Юлька пришла в себя после «гениальной» идеи и ахнула: да она ведёт себя, как… как… как влюблённая корова! А не знающая себе цену строгая учительница!
Забывшись, Юлька злорадно и с силой дважды провела запиской по губам, стирая остатки помады.
— Правильно, Юль Михална, — одобрительно сказала с первой парты рослая девица, — лучше наложить новую. И вообще вам этот цвет не идёт. Я давно хотела вам сказать, что к вашим теням нужна помада холодного цвета. Возьмите мою. У меня сиреневая. Неплохо будет смотреться…
— А у меня розовая, перламутровая, — сказали с последней парты, — тоже холодного оттенка. Попробуйте, Юль Михална!
— Ну наши мадамы дают! — тихо и ошарашенно произнёс сидящий рядом с рослой девицей худенький мальчишка.
— Холодные тона вы мне подарите к Новому году, причём все тридцать два человека, чтоб я мазалась ими каждый день — разной, — язвительно сказала Юлька (в классе то здесь, то там вспыхнули негромкие смешки: наверное, представили целую кучу помады), — а пока, Лена, ты выбрала не самый подходящий момент для критики моей косметики: до звонка две минуты, а у тебя не переписан последний абзац.

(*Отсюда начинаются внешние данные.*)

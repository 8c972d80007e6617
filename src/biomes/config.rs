//! Composition configuration for the coarse biome map.

use rand::Rng;
use serde::{Deserialize, Serialize};

use super::Biome;
use crate::error::GenerationError;
use crate::sampling::DEFAULT_ATTEMPTS;

/// Probabilistic overrides applied to refinement-pass seeds.
///
/// Each rule is an independent trial in priority order: ruins, mountain,
/// river. A rule only fires when the seed's current biome is not protected.
#[derive(Debug, Clone, PartialEq, Serialize, Deserialize)]
pub struct OverrideRules {
    pub ruins_probability: f64,
    pub mountain_probability: f64,
    pub river_probability: f64,
    /// Biomes that no rule may replace.
    pub protected: Vec<Biome>,
    /// Additional biomes the river rule may not replace.
    pub river_protected: Vec<Biome>,
}

impl Default for OverrideRules {
    fn default() -> Self {
        Self::with_probability(0.01)
    }
}

impl OverrideRules {
    /// Same probability for all three rules, default protection sets.
    pub fn with_probability(p: f64) -> Self {
        Self {
            ruins_probability: p,
            mountain_probability: p,
            river_probability: p,
            protected: vec![Biome::Badlands, Biome::Ruins, Biome::Mountain, Biome::River],
            river_protected: vec![Biome::Desert],
        }
    }

    /// Resolves the tag of a refinement seed whose cell currently holds
    /// `current`. Draws one uniform float per rule reached.
    pub fn resolve<R: Rng + ?Sized>(&self, current: Biome, rng: &mut R) -> Biome {
        let protected = self.protected.contains(&current);
        if rng.random::<f64>() < self.ruins_probability && !protected {
            return Biome::Ruins;
        }
        if rng.random::<f64>() < self.mountain_probability && !protected {
            return Biome::Mountain;
        }
        if rng.random::<f64>() < self.river_probability
            && !protected
            && !self.river_protected.contains(&current)
        {
            return Biome::River;
        }
        current
    }

    fn validate(&self) -> Result<(), GenerationError> {
        for (name, p) in [
            ("ruins_probability", self.ruins_probability),
            ("mountain_probability", self.mountain_probability),
            ("river_probability", self.river_probability),
        ] {
            if !(0.0..=1.0).contains(&p) {
                return Err(GenerationError::config(format!(
                    "{name} must be within [0, 1], got {p}"
                )));
            }
        }
        Ok(())
    }
}

/// Configuration for [`BiomeComposer`](super::BiomeComposer).
#[derive(Debug, Clone, PartialEq, Serialize, Deserialize)]
pub struct CompositionConfig {
    /// Radius of the continent in coarse cells. The map is `2*depth + 1` wide.
    pub depth: u32,
    /// Refinement stops once the pass depth drops below this.
    pub min_depth: u32,
    /// Optional cap on the number of refinement passes.
    pub max_refinements: Option<u32>,
    /// Candidate attempts per active sample.
    pub attempts: usize,
    /// Badlands ring radius as a multiple of `depth`.
    pub ring_scale: f32,
    /// Paint every cell outside the ring as badlands once composition ends.
    pub mask_outside_ring: bool,
    /// Paint global-pass seed cells with this color override.
    pub seed_marker: Option<[u8; 3]>,
    pub overrides: OverrideRules,
}

impl Default for CompositionConfig {
    fn default() -> Self {
        Self {
            depth: 64,
            min_depth: 4,
            max_refinements: None,
            attempts: DEFAULT_ATTEMPTS,
            ring_scale: 1.0,
            mask_outside_ring: true,
            seed_marker: None,
            overrides: OverrideRules::default(),
        }
    }
}

impl CompositionConfig {
    /// Full refinement down to `min_depth` with sparse overrides.
    pub fn fine(depth: u32) -> Self {
        Self {
            depth,
            ..Default::default()
        }
    }

    /// A single refinement pass with denser overrides.
    pub fn coarse(depth: u32) -> Self {
        Self {
            depth,
            max_refinements: Some(1),
            overrides: OverrideRules::with_probability(0.03),
            ..Default::default()
        }
    }

    /// Width and height of the coarse map.
    pub fn domain_size(&self) -> u32 {
        self.depth * 2 + 1
    }

    /// Radius of the badlands ring in cells.
    pub fn ring_radius(&self) -> f32 {
        self.depth as f32 * self.ring_scale
    }

    pub fn validate(&self) -> Result<(), GenerationError> {
        if self.depth == 0 {
            return Err(GenerationError::config("depth must be positive"));
        }
        if self.depth > (u32::MAX - 1) / 2 {
            return Err(GenerationError::config(format!("depth {} is too large", self.depth)));
        }
        if self.min_depth == 0 {
            return Err(GenerationError::config("min_depth must be positive"));
        }
        if self.attempts == 0 {
            return Err(GenerationError::config("attempts must be positive"));
        }
        if !self.ring_scale.is_finite() || self.ring_scale < 0.0 {
            return Err(GenerationError::config(format!(
                "ring_scale must be a non-negative number, got {}",
                self.ring_scale
            )));
        }
        self.overrides.validate()
    }
}

#[cfg(test)]
mod tests {
    use super::*;
    use rand::SeedableRng;
    use rand_chacha::ChaCha8Rng;

    #[test]
    fn test_default_config() {
        let config = CompositionConfig::default();
        assert_eq!(config.min_depth, 4);
        assert_eq!(config.attempts, 30);
        assert_eq!(config.overrides.ruins_probability, 0.01);
        assert!(config.validate().is_ok());
    }

    #[test]
    fn test_coarse_preset() {
        let config = CompositionConfig::coarse(720);
        assert_eq!(config.domain_size(), 1441);
        assert_eq!(config.max_refinements, Some(1));
        assert_eq!(config.overrides.river_probability, 0.03);
    }

    #[test]
    fn test_invalid_configs_are_rejected() {
        let zero_depth = CompositionConfig { depth: 0, ..Default::default() };
        assert!(matches!(zero_depth.validate(), Err(GenerationError::Configuration(_))));

        let zero_min = CompositionConfig { min_depth: 0, ..Default::default() };
        assert!(zero_min.validate().is_err());

        let mut bad_p = CompositionConfig::default();
        bad_p.overrides.mountain_probability = 1.5;
        assert!(bad_p.validate().is_err());
    }

    fn rules(ruins: f64, mountain: f64, river: f64) -> OverrideRules {
        OverrideRules {
            ruins_probability: ruins,
            mountain_probability: mountain,
            river_probability: river,
            ..OverrideRules::default()
        }
    }

    #[test]
    fn test_rules_fire_in_priority_order() {
        let mut rng = ChaCha8Rng::seed_from_u64(1);
        assert_eq!(rules(1.0, 1.0, 1.0).resolve(Biome::Plains, &mut rng), Biome::Ruins);
        assert_eq!(rules(0.0, 1.0, 1.0).resolve(Biome::Plains, &mut rng), Biome::Mountain);
        assert_eq!(rules(0.0, 0.0, 1.0).resolve(Biome::Forest, &mut rng), Biome::River);
        assert_eq!(rules(0.0, 0.0, 0.0).resolve(Biome::Swamp, &mut rng), Biome::Swamp);
    }

    #[test]
    fn test_protected_biomes_are_never_replaced() {
        let mut rng = ChaCha8Rng::seed_from_u64(2);
        let always = rules(1.0, 1.0, 1.0);
        for biome in [Biome::Badlands, Biome::Ruins, Biome::Mountain, Biome::River] {
            assert_eq!(always.resolve(biome, &mut rng), biome);
        }
        // Desert only resists rivers.
        assert_eq!(rules(0.0, 0.0, 1.0).resolve(Biome::Desert, &mut rng), Biome::Desert);
        assert_eq!(rules(0.0, 1.0, 0.0).resolve(Biome::Desert, &mut rng), Biome::Mountain);
    }

    #[test]
    fn test_override_rate_matches_probability() {
        let mut rng = ChaCha8Rng::seed_from_u64(3);
        let rules = OverrideRules::with_probability(0.03);
        let trials = 20_000;
        let changed = (0..trials)
            .filter(|_| rules.resolve(Biome::Plains, &mut rng) != Biome::Plains)
            .count();
        // 1 - 0.97^3 ≈ 0.0873
        let rate = changed as f64 / trials as f64;
        assert!((rate - 0.0873).abs() < 0.01, "override rate {rate}");
    }
}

Лена высокомерно, но вполголоса сказала: «Фи!» и поспешно уткнулась в тетрадь.
У мусорной корзины Юлька в нерешительности постояла недолго, но записку разорвала в мелкие клочки — для уверенности, что никто не прочтёт. Вернулась к своему столу и мрачно уставилась в окно. «Итак, подытожим, — прозвучал голос тёти Кати. — Действие твоей порчи выражается в том, что ты всех мужчин превращаешь в своих друзей. Как бы они ни старались общаться с тобой, как с желанной женщиной, ты ведёшь себя так дружелюбно, что постепенно они теряют к тебе интерес. А поскольку мужчины по своей сути — охотники и завоеватели, то они быстро устают от односторонней игры».
«Но этот тип мне даже не нравится, — напомнила мысленной тёте Кате Юлька, — поэтому я и буду вести себя как обычно: делать его своим другом — и не больше того. Тем более, что „больше того“ — для меня лес дремучий».
От звонка она дёрнулась.
В классе кто досадливо, кто раздражённо замычал. Многие не успели дописать. Юлька коротко и сухо сказала:
— Тетради сдать. Завтра в перемену допишете. До свидания.
Повеселевшие ученики быстренько пошлёпали тетрадки ей на стол и вприпрыжку понеслись из кабинета. Когда воинственная толпа пятиклашек вторглась в класс, вынуждая последних уходящих поспешно уступить им дорогу, Юлька поняла, что больше тянуть со встречей нельзя.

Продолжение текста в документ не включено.